Demandons alors au Vocabulaire de Gilles Deleuze des professeurs Robert Sasso et Arnaud Villani, un fort volume qui définit les fameux néologismes, ce que signifie cette expression : « Limite de déterritorialisation du corps schizophrénique, conçu pour faire pièce au corps morcelé et aux mauvais objets partiels, il fonctionne plus généralement comme surface virtuelle et lisse, indissociable des flux qui la parcourent et s’y intersectent. » Oui, oui, bien, bon, entendu. Mais encore ? Cinq pages du même tonneau suivent.
Artaud parle quant à lui de son corps, de son propre corps, de sa chair souffrante, de sa chair de malade qui, lui, ne fait pas de la maladie le nouveau paradigme, mais qui vit dans l’intimité de son être cette perpétuelle souffrance psychique. Ce qui se trouve nommé « schizophrénie » n’est pas pour lui un objet d’analyse qui permet des jongleries avec force néologismes, mais une épreuve, une épreuve quotidienne qui nourrit non pas une œuvre de professeur, mais une œuvre d’artiste, de poète ; elle n’est pas un sujet de séminaire, un thème de colloque, mais un cri de douleur.
Qu’on se souvienne de la conférence donnée par Artaud au Vieux-Colombier le 13 janvier 1947, devant le Tout-Paris, dont Breton et Camus, Audiberti et Gide. Artaud s’expose comme une œuvre d’art contemporain ; il parle, lit, susurre, vocifère, il crie, hurle ; il enchaîne les onomatopées qui pourraient être bruits d’insectes ou vols de mouches, perforations de rongeurs ou chants d’oiseaux horrifiés, hurlements de torturé ou gémissements d’agonisant, vagissements d’un enfant qui naît ou dernier souffle d’un mourant qui expire ; il fait tomber ses feuilles, il perd ses lunettes, il se met à genoux, il cherche à ramasser ses notes comme il tente en vain, depuis des années, de ramasser les organes de son corps pour disposer de ce à quoi il aspire, lui : un corps avec des organes dans un organisme qui ne le mettrait pas au supplice. Il ne fait pas du « CsO » une aspiration de dandy mais une aspiration existentielle.

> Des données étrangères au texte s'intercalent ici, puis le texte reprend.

use serde::Deserialize;

// ── Multi search ────────────────────────────────────────────────

#[derive(Debug, Deserialize)]
pub struct TmdbSearchResponse {
    #[serde(default)]
    pub results: Vec<TmdbSearchHit>,
}

#[derive(Debug, Deserialize)]
pub struct TmdbSearchHit {
    pub id: u64,
    pub media_type: Option<String>,
    pub release_date: Option<String>,
    pub first_air_date: Option<String>,
}

impl TmdbSearchHit {
    /// Path segment for the hit's videos endpoint. People have no videos.
    pub fn video_path(&self) -> Option<String> {
        match self.media_type.as_deref() {
            Some("movie") => Some(format!("/movie/{}/videos", self.id)),
            Some("tv") => Some(format!("/tv/{}/videos", self.id)),
            _ => None,
        }
    }

    /// `year` may be a range like `"2008–2013"`; only its start is compared.
    fn matches_year(&self, year: &str) -> bool {
        let year = year.trim().get(..4).unwrap_or(year);
        self.release_date
            .as_deref()
            .or(self.first_air_date.as_deref())
            .is_some_and(|d| d.starts_with(year))
    }
}

/// Pick the hit to fetch videos for: the first movie/tv hit from the
/// requested year, else the first movie/tv hit at all.
pub fn best_hit<'a>(hits: &'a [TmdbSearchHit], year: Option<&str>) -> Option<&'a TmdbSearchHit> {
    let candidates = || hits.iter().filter(|h| h.video_path().is_some());
    year.and_then(|y| candidates().find(|h| h.matches_year(y)))
        .or_else(|| candidates().next())
}

// ── Videos ──────────────────────────────────────────────────────

#[derive(Debug, Deserialize)]
pub struct TmdbVideosResponse {
    #[serde(default)]
    pub results: Vec<TmdbVideo>,
}

#[derive(Debug, Deserialize)]
pub struct TmdbVideo {
    pub key: String,
    pub site: String,
    #[serde(rename = "type")]
    pub type_: String,
}

/// YouTube trailers first, then any YouTube video.
pub fn best_video_key(videos: &[TmdbVideo]) -> Option<&str> {
    let youtube = || videos.iter().filter(|v| v.site.eq_ignore_ascii_case("youtube"));
    youtube()
        .find(|v| v.type_.eq_ignore_ascii_case("trailer"))
        .or_else(|| youtube().next())
        .map(|v| v.key.as_str())
}
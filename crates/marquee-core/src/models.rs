mod detail;
mod media;

pub use detail::{DetailState, EnrichmentStatus, TrailerStatus};
pub use media::{MediaExtras, MediaId, MediaSummary};
pub use marquee_api::MediaKind;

Lisons « Pour en finir avec le jugement de dieu », un poème radiophonique (censuré, nous sommes en 1947) dans lequel Artaud propose de passer à un autre homme. Comment ?
– En le faisant passer une fois de plus mais la dernière sur la table d’autopsie pour lui refaire son anatomie.
Je dis, pour lui refaire son anatomie.
L’homme est malade parce qu’il est mal construit.
Il faut se décider à le mettre à nu pour lui gratter
cet animalcule qui le démange mortellement,
dieu,
et avec dieu,
ses organes.
Car liez-moi si vous le voulez,
mais il n’y a rien de plus inutile qu’un organe.
Lorsque vous lui aurez fait un corps sans organes,
alors vous l’aurez délivré de tous ses automatismes
et rendu à sa véritable liberté.
Alors vous lui réapprendrez à danser à l’envers
comme dans le délire des bals musette
et cet envers sera son véritable endroit.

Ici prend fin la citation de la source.